Protecting whistleblowers from their superiors

Parliamentarians intend to protect whistleblowers against retaliations such as dismissal or demotion. “I am under no illusions. It is obvious that a company may still be tempted to push a whistleblower aside but now it will be punished for this” says MEP Jean-Marie Cavada (ALDE), who contributed to drafting the text. “There is also the chance that whistleblowers will still find themselves in court, will be constantly seen as threats and will even suffer isolation” states Virginie Rozière (Socialists and Democrats) who is the rapporteur of the text and who was interviewed by our webzine. “Still, the spirit of the agreement is to recalibrate the balance of power. This is a strong signal with regard to justice, democracy and citizenship. This is a satisfying text for Europeans and whistleblowers, for whom exposing offences does not come cheap.”

Is France not up to addressing the issues at stake?

The battle was tough. “Paris opposed the text and wanted to content itself with duplicating the Sapin 2 law at a European level. However the ‘Sapin II Law’ [1] is not the most comprehensive law in Europe to protect whistleblowers,” said the MEP. “Reflecting the opinions of Medef [2], we heard a lot about the reporting channel having to be the internal channel of the company.”

Jean-Marie Cavada is equally cautious: “This agreement was necessary but difficult because once again, our worst opponents are Member States – France but also Germany.” Indeed, we should consider that this text also concerns them as well. “Administrations and states can try to hide information concerning matters related to health, environment, security et cetera. Yet the whistleblower is the one who redirects authorities to focus on the general interest. Our text recognises the importance of civil society, which has always been affected by errors and secrecy.”

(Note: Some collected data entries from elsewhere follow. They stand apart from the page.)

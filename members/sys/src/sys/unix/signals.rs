use nix::{
    sys::signal::{self, pthread_sigmask, SigHandler, SigSet, SigmaskHow, Signal},
    unistd::Pid,
};

const JOB_CONTROL: [Signal; 4] =
    [Signal::SIGTSTP, Signal::SIGTTOU, Signal::SIGTTIN, Signal::SIGCHLD];

/// Signals whose dispositions an interactive shell changes and a child must get back.
const INHERITED: [Signal; 7] = [
    Signal::SIGINT,
    Signal::SIGQUIT,
    Signal::SIGTSTP,
    Signal::SIGTTIN,
    Signal::SIGTTOU,
    Signal::SIGCHLD,
    Signal::SIGPIPE,
];

fn job_control_set() -> SigSet {
    let mut set = SigSet::empty();
    JOB_CONTROL.iter().for_each(|&sig| set.add(sig));
    set
}

/// Blocks the SIGTSTP/SIGTTOU/SIGTTIN/SIGCHLD signals on the calling thread, so that the
/// terminal can change hands without the shell being stopped midway.
pub fn block() {
    let _ = pthread_sigmask(SigmaskHow::SIG_BLOCK, Some(&job_control_set()), None);
}

/// Unblocks the SIGTSTP/SIGTTOU/SIGTTIN/SIGCHLD signals on the calling thread.
pub fn unblock() {
    let _ = pthread_sigmask(SigmaskHow::SIG_UNBLOCK, Some(&job_control_set()), None);
}

/// Clears the signal mask entirely. Called in a forked child before exec.
pub fn unblock_all() {
    let _ = pthread_sigmask(SigmaskHow::SIG_SETMASK, Some(&SigSet::empty()), None);
}

/// Restores the default disposition of every signal the shell may have altered. Called in a
/// forked child before exec.
pub fn reset_dispositions() {
    for &sig in &INHERITED {
        let _ = unsafe { signal::signal(sig, SigHandler::SigDfl) };
    }
}

/// An interactive shell must not be stopped by the terminal it hands around.
pub fn ignore_terminal_stops() {
    for &sig in &[Signal::SIGTSTP, Signal::SIGTTIN, Signal::SIGTTOU] {
        let _ = unsafe { signal::signal(sig, SigHandler::SigIgn) };
    }
}

/// Re-delivers `sig` to this process with its default disposition, terminating it the same way
/// the signal would have terminated a process without job control.
pub fn reraise(sig: Signal) {
    for &other in &[Signal::SIGINT, Signal::SIGQUIT] {
        let _ = unsafe { signal::signal(other, SigHandler::SigDfl) };
    }
    let mut set = SigSet::empty();
    set.add(sig);
    let _ = pthread_sigmask(SigmaskHow::SIG_UNBLOCK, Some(&set), None);
    let _ = signal::kill(Pid::this(), sig);
}
//! Runs alone: it installs the shell's signal handlers and signals its own process.

use jobsh::{shell::signals, IoChain, JobState, Process, ReapStrategy, Reaper, Shell};
use nix::{
    sys::signal::{self, Signal},
    unistd,
};
use std::{
    io, thread,
    time::{Duration, Instant},
};

#[test]
fn termination_requests_end_foreground_waits() {
    let mut shell = Shell::builder()
        .reaper(Reaper::global(ReapStrategy::Thread))
        .signal_handlers(true)
        .notifications(io::sink())
        .build();

    let sender = thread::spawn(|| {
        thread::sleep(Duration::from_millis(300));
        signal::kill(unistd::getpid(), Signal::SIGTERM).unwrap();
    });

    let start = Instant::now();
    let stage = Process::external(vec!["sleep".into(), "5".into()]);
    let id = shell.launch("sleep 5", vec![stage], IoChain::new(), true).unwrap();
    sender.join().unwrap();

    assert!(start.elapsed() < Duration::from_secs(3), "waited {:?}", start.elapsed());
    assert_eq!(shell.job(id).map(|job| job.state()), Some(JobState::RunningForeground));
    assert!(shell.exit_requested());
    assert_ne!(signals::take_pending() & signals::SIGTERM, 0);
    assert!(!shell.exit_requested());

    assert!(shell.signal_job(id, Signal::SIGKILL));
    let deadline = Instant::now() + Duration::from_secs(10);
    while shell.job_count() != 0 {
        assert!(Instant::now() < deadline, "the killed job was never reaped");
        shell.reap(true);
        thread::sleep(Duration::from_millis(10));
    }
}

It is up to Member States to enrich the text

Until now, the level of whistleblower protection has been uneven across the Union. Some states already offered certain protection, including Italy, the Netherlands, Slovakia or Sweden. Others provided only partial protection or focused only on specific sectors. The text will have the merit of creating common rules for all. The scope will cover the fight against money laundering, corporate taxation, public procurement, data protection, food and transport safety, environmental protection and nuclear safety. It is up to each Member State, at the time of the transposition, to extend this protection to other areas if they wish to do so.


[1Michel Sapin was French Minister of Economy and Finance and in charge of the “Law on transparency, fight against corruption, and modernisation of the economic life”, commonly known as “Sapin II Law”

[2Medef is the abbreviation of the Movement of the Enterprises of France. Established in 1998, it is the largest employer federation in France.